Nama Nabi Musa ‘alaihi as-salam disebut dalam Al-Qur’an sebanyak 136 kali, tersebar dalam 34 surat, 27 Makkiyah dan 7 Madaniyah. Paling banyak terdapat dalam surat Al-’Araf (21 kali), kemudian surat Al-Qashash (18 kali), surat Thaha (17 kali) dan surat Al-Baqarah (13 kali). Selebihnya berkisar antara 1-8 kali. Pertama kali disebut dalam Mushaf pada surat Al-Baqarah ayat 51. Allah SwT berfirman:

“Dan (ingatlah), ketika Kami berjanji kepada Musa (memberikan Taurat, sesudah) empat puluh malam, lalu kamu menjadikan anak lembu (sembahan) sepeninggalnya dan kamu adalah orang-orang yang zalim,” (Qs Al-Baqarah [2]: 51)
Ayat ini menceritakan satu episode dari perjalanan dakwah Nabi Musa, tatkala Nabi Musa as pergi ke bukit Thursina selama 40 malam untuk menerima Kitab Suci Taurat, Samiri membuat sebuah patung anak lembu dari emas yang dikumpulkan dari Bani Israil yang sudah diselamatkan oleh Allah SwT dari kejaran Fir’aun dan tentaranya lalu mereka menyembahnya sebagai tuhan. Benar-benar mereka telah berbuat zalim
Terakhir kali nama Musa disebut dalam Mushaf pada surat Al-A’la ayat 19. Kita kutip sekalian dengan ayat 18 karena masih satu rangkaian. Allah SwT berfirman:

“Sesungguhnya ini benar-benar terdapat dalam kitab-kitab yang dahulu,  (yaitu) kitab-kitab Ibrahim dan Musa.” (Qs Al-A’la [87]: 18-19)

Nasab dan Tempat
Merujuk kepada beberapa sumber, Muhammad al-Washfi dalam Tarikh al-Anbiya’ wa ar-Rusul wa al-Irtibath a-Zamani wa al-‘Aqaidi (2001:187) menyatakan
Musa adalah putera dari ‘Imram ibn Quhat ibn Lawi ibn Ya’qub ibn Ishaq ibn Ibrahim.
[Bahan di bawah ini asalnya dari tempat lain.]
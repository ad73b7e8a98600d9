use thiserror::Error;

use crate::search::{ParamError, ResourceKind};

pub const HELP_TEXT: &str = "/query <food|medical aid|water|shelter>, /radius <km>, /lat <deg>, /lon <deg>, /at <lat> <lon>, /search, /locate, /zoom <in|out|level>, /theme <dark|light>, /clear, /quit  |  Enter: search, Tab: next resource, Up/Down: select, +/-: zoom";

#[derive(Debug, Clone, PartialEq)]
pub enum Command {
    Help,
    Quit,
    Clear,
    Search,
    Locate,
    Query(ResourceKind),
    Radius(f64),
    Lat(f64),
    Lon(f64),
    At(f64, f64),
    Zoom(ZoomArg),
    Theme(String),
}

#[derive(Debug, Clone, Copy, PartialEq, Eq)]
pub enum ZoomArg {
    In,
    Out,
    Level(u8),
}

#[derive(Error, Debug, Clone, PartialEq)]
pub enum CommandError {
    #[error("unknown command: {0} (try /help)")]
    Unknown(String),
    #[error("usage: {0}")]
    Usage(&'static str),
    #[error("not a number: {0}")]
    InvalidNumber(String),
    #[error(transparent)]
    Param(#[from] ParamError),
}

fn number(s: &str) -> Result<f64, CommandError> {
    s.parse::<f64>()
        .map_err(|_| CommandError::InvalidNumber(s.to_string()))
}

pub fn parse_command(line: &str) -> Result<Command, CommandError> {
    let line = line.trim();
    let (name, rest) = match line.split_once(char::is_whitespace) {
        Some((name, rest)) => (name, rest.trim()),
        None => (line, ""),
    };
    let args: Vec<&str> = rest.split_whitespace().collect();

    match name {
        "/help" | "/?" => Ok(Command::Help),
        "/quit" | "/exit" => Ok(Command::Quit),
        "/clear" => Ok(Command::Clear),
        "/search" => Ok(Command::Search),
        "/locate" => Ok(Command::Locate),
        "/query" | "/q" => {
            if rest.is_empty() {
                return Err(CommandError::Usage("/query <food|medical aid|water|shelter>"));
            }
            Ok(Command::Query(rest.parse()?))
        }
        "/radius" | "/r" => match args.as_slice() {
            [r] => Ok(Command::Radius(number(r.trim_end_matches("km"))?)),
            _ => Err(CommandError::Usage("/radius <km>")),
        },
        "/lat" => match args.as_slice() {
            [v] => Ok(Command::Lat(number(v)?)),
            _ => Err(CommandError::Usage("/lat <degrees>")),
        },
        "/lon" => match args.as_slice() {
            [v] => Ok(Command::Lon(number(v)?)),
            _ => Err(CommandError::Usage("/lon <degrees>")),
        },
        "/at" => {
            let parts: Vec<&str> = rest
                .split(|c: char| c == ',' || c.is_whitespace())
                .filter(|s| !s.is_empty())
                .collect();
            match parts.as_slice() {
                [lat, lon] => Ok(Command::At(number(lat)?, number(lon)?)),
                _ => Err(CommandError::Usage("/at <lat> <lon>")),
            }
        }
        "/zoom" | "/z" => match args.as_slice() {
            ["in"] | ["+"] => Ok(Command::Zoom(ZoomArg::In)),
            ["out"] | ["-"] => Ok(Command::Zoom(ZoomArg::Out)),
            [level] => level
                .parse::<u8>()
                .map(|l| Command::Zoom(ZoomArg::Level(l)))
                .map_err(|_| CommandError::InvalidNumber(level.to_string())),
            _ => Err(CommandError::Usage("/zoom <in|out|level>")),
        },
        "/theme" => match args.as_slice() {
            [t] => Ok(Command::Theme(t.to_lowercase())),
            _ => Err(CommandError::Usage("/theme <dark|light>")),
        },
        other => Err(CommandError::Unknown(other.to_string())),
    }
}

#[cfg(test)]
mod tests {
    use super::*;

    #[test]
    fn parses_query_with_space() {
        assert_eq!(
            parse_command("/query medical aid"),
            Ok(Command::Query(ResourceKind::MedicalAid))
        );
        assert_eq!(
            parse_command("  /q  Water "),
            Ok(Command::Query(ResourceKind::Water))
        );
        assert!(matches!(
            parse_command("/query blankets"),
            Err(CommandError::Param(ParamError::UnknownQuery(_)))
        ));
        assert!(matches!(
            parse_command("/query"),
            Err(CommandError::Usage(_))
        ));
    }

    #[test]
    fn parses_numeric_commands() {
        assert_eq!(parse_command("/radius 15"), Ok(Command::Radius(15.0)));
        assert_eq!(parse_command("/radius 2.5km"), Ok(Command::Radius(2.5)));
        assert_eq!(parse_command("/lat 40.0"), Ok(Command::Lat(40.0)));
        assert_eq!(parse_command("/lon -75"), Ok(Command::Lon(-75.0)));
        assert_eq!(
            parse_command("/at 40.0, -75.0"),
            Ok(Command::At(40.0, -75.0))
        );
        assert_eq!(
            parse_command("/radius ten"),
            Err(CommandError::InvalidNumber("ten".into()))
        );
        assert!(matches!(
            parse_command("/at 40"),
            Err(CommandError::Usage(_))
        ));
    }

    #[test]
    fn parses_zoom_and_simple_commands() {
        assert_eq!(parse_command("/zoom in"), Ok(Command::Zoom(ZoomArg::In)));
        assert_eq!(parse_command("/z -"), Ok(Command::Zoom(ZoomArg::Out)));
        assert_eq!(
            parse_command("/zoom 14"),
            Ok(Command::Zoom(ZoomArg::Level(14)))
        );
        assert_eq!(parse_command("/search"), Ok(Command::Search));
        assert_eq!(parse_command("/locate"), Ok(Command::Locate));
        assert_eq!(parse_command("/exit"), Ok(Command::Quit));
        assert_eq!(
            parse_command("/theme Light"),
            Ok(Command::Theme("light".into()))
        );
        assert_eq!(
            parse_command("/frobnicate"),
            Err(CommandError::Unknown("/frobnicate".into()))
        );
    }
}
Sedangkan ibu Musa adalah Yukabid, saudara perempuan dari Quhat dan bibi dari ‘Imram sendiri. Dari ‘Imram, Yukabid melahirkan tiga orang anak, satu perempuan yang paling tua bernama Maryam, dan dua laki-laki yaitu Musa dan Harun. Lawi adalah saudara satu bapak dari Nabi Yusuf as. Lawi bersama saudara-saudaranya yang lain, serta keluarga masing-masing bersama Nabi Ya’qub diajak pindah oleh Yusuf dari Madyan ke Mesir.

Menurut Ibn Katsîr dalam Kisah Para Nabi (2011: 336) Musa adalah putera ‘Imrân ibn Qâhits ibn Azir ibn Lawi ibn Yaqub ibn Ishaq ibn Ibrâhîm. Terlihat ada perbedaan antara sumber yang dikutip Washfi di atas dengan Ibn Katsîr. Yang paling menonjol perbedaannya adalah antara Qahits dan Lawi dalam versi Ibn Katsîr ada Azir, sedangkan dalam versi Washfi, di atas Quhat langsung Lawi. Wallahu a’lam.
Keluarga besar Ya’qub itulah generasi pertama Bani Israil yang menetap di Mesir. Mereka berkembang dengan cepat, bekerja dengan giat dalam bidang pertanian dan peternakan sehingga menimbulkan kecemburuan dan ketakutan bangsa Mesir. Akhirnya di bawah perintah Fir’aun (sebutan untuk Raja Mesir) Bani Israil ditindas, dipaksa bekerja dan diperbudak, sampai akhirnya Allah SwT mengirim Musa untuk membebaskan mereka dan membawa keluar dari Mesir menuju padang pasir Sinai, menyeberang laut dengan mukjizat dari Allah SwT.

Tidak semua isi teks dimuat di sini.